• [ABOUT THIS EXERCISE] Find every line in the data that contains the word "payload". Return each of those lines.

• [PROVIDED MATERIAL]
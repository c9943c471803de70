//! Ordered buffer of inbound callbacks.
//!
//! Single producer (the dispatch loop), consumed either by the immediate
//! dispatcher or by evoke calls. FIFO, unbounded, never reorders.

use std::collections::VecDeque;
use std::sync::{Mutex, MutexGuard};

use bytes::Bytes;
use tokio::sync::Notify;
use tokio::time::Instant;

use crate::error::SessionError;
use crate::wire::OrderingClass;

/// A callback as received from the RTI. Never mutated after enqueue.
#[derive(Debug, Clone, PartialEq, Eq)]
pub struct CallbackEnvelope {
    /// Server-assigned, strictly increasing per connection.
    pub sequence: u64,
    pub ordering: OrderingClass,
    pub payload: Bytes,
}

impl CallbackEnvelope {
    pub fn new(sequence: u64, ordering: OrderingClass, payload: impl Into<Bytes>) -> Self {
        Self {
            sequence,
            ordering,
            payload: payload.into(),
        }
    }
}

#[derive(Default)]
struct QueueInner {
    items: VecDeque<CallbackEnvelope>,
    /// Terminal marker for the current connection.
    closed: Option<SessionError>,
    /// Incremented on every close so waiters notice a close even after a reopen.
    closures: u64,
    paused: bool,
    /// No consumer yet; nothing is deliverable.
    held: bool,
}

/// Result of waiting for the queue to become deliverable.
#[derive(Debug, PartialEq)]
pub enum WaitOutcome {
    /// At least one callback is queued and delivery is not paused.
    Ready,
    /// The queue was closed while (or before) waiting and nothing deliverable remains.
    Closed(SessionError),
    TimedOut,
}

pub struct CallbackQueue {
    inner: Mutex<QueueInner>,
    notify: Notify,
}

impl Default for CallbackQueue {
    fn default() -> Self {
        Self::new()
    }
}

impl CallbackQueue {
    pub fn new() -> Self {
        Self {
            inner: Mutex::new(QueueInner::default()),
            notify: Notify::new(),
        }
    }

    fn lock(&self) -> MutexGuard<'_, QueueInner> {
        match self.inner.lock() {
            Ok(guard) => guard,
            Err(poisoned) => {
                tracing::error!("Callback queue mutex poisoned - continuing with inner state");
                poisoned.into_inner()
            }
        }
    }

    /// Always succeeds. Callbacks enqueued after a close are still kept in order.
    pub fn enqueue(&self, envelope: CallbackEnvelope) {
        let depth = {
            let mut inner = self.lock();
            inner.items.push_back(envelope);
            inner.items.len()
        };
        tracing::trace!(depth, "Callback enqueued");
        self.notify.notify_waiters();
    }

    /// Oldest callback, or None when empty or paused.
    pub fn try_dequeue(&self) -> Option<CallbackEnvelope> {
        let mut inner = self.lock();
        if inner.paused || inner.held {
            return None;
        }
        inner.items.pop_front()
    }

    /// Push the terminal marker: waiters wake up and observe `error` once the
    /// queue has drained.
    pub fn close(&self, error: SessionError) {
        {
            let mut inner = self.lock();
            inner.closures += 1;
            inner.closed = Some(error);
        }
        self.notify.notify_waiters();
    }

    /// Clear the terminal marker for a new connection. Leftover callbacks stay queued.
    pub fn reopen(&self) {
        self.lock().closed = None;
    }

    pub fn set_paused(&self, paused: bool) {
        self.lock().paused = paused;
        self.notify.notify_waiters();
    }

    /// Keep everything queued until a consumer exists. Independent of
    /// [`set_paused`](Self::set_paused).
    pub fn set_held(&self, held: bool) {
        self.lock().held = held;
        self.notify.notify_waiters();
    }

    pub fn is_paused(&self) -> bool {
        self.lock().paused
    }

    pub fn len(&self) -> usize {
        self.lock().items.len()
    }

    pub fn is_empty(&self) -> bool {
        self.lock().items.is_empty()
    }

    pub fn is_closed(&self) -> bool {
        self.lock().closed.is_some()
    }

    pub(crate) fn closures(&self) -> u64 {
        self.lock().closures
    }

    /// Wait until a callback can be delivered, the queue is closed, or `deadline`
    /// passes (`None` waits without limit).
    ///
    /// `since` is the close count observed when the caller started; a close that
    /// happened after that point is reported even if the queue was reopened since.
    pub async fn wait(&self, deadline: Option<Instant>, since: u64) -> WaitOutcome {
        loop {
            let notified = self.notify.notified();
            tokio::pin!(notified);
            notified.as_mut().enable();

            {
                let inner = self.lock();
                let deliverable = !inner.paused && !inner.held && !inner.items.is_empty();
                if deliverable {
                    return WaitOutcome::Ready;
                }
                if let Some(error) = &inner.closed {
                    return WaitOutcome::Closed(error.clone());
                }
                if inner.closures != since {
                    return WaitOutcome::Closed(SessionError::connection_lost(
                        "connection closed while waiting for callbacks",
                    ));
                }
            }

            match deadline {
                Some(deadline) => {
                    if tokio::time::timeout_at(deadline, notified).await.is_err() {
                        return WaitOutcome::TimedOut;
                    }
                }
                None => notified.await,
            }
        }
    }
}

• [REPLY TO THE EXERCISE]
    pub payload: Bytes,
    pub fn new(sequence: u64, ordering: OrderingClass, payload: impl Into<Bytes>) -> Self {
            payload: payload.into(),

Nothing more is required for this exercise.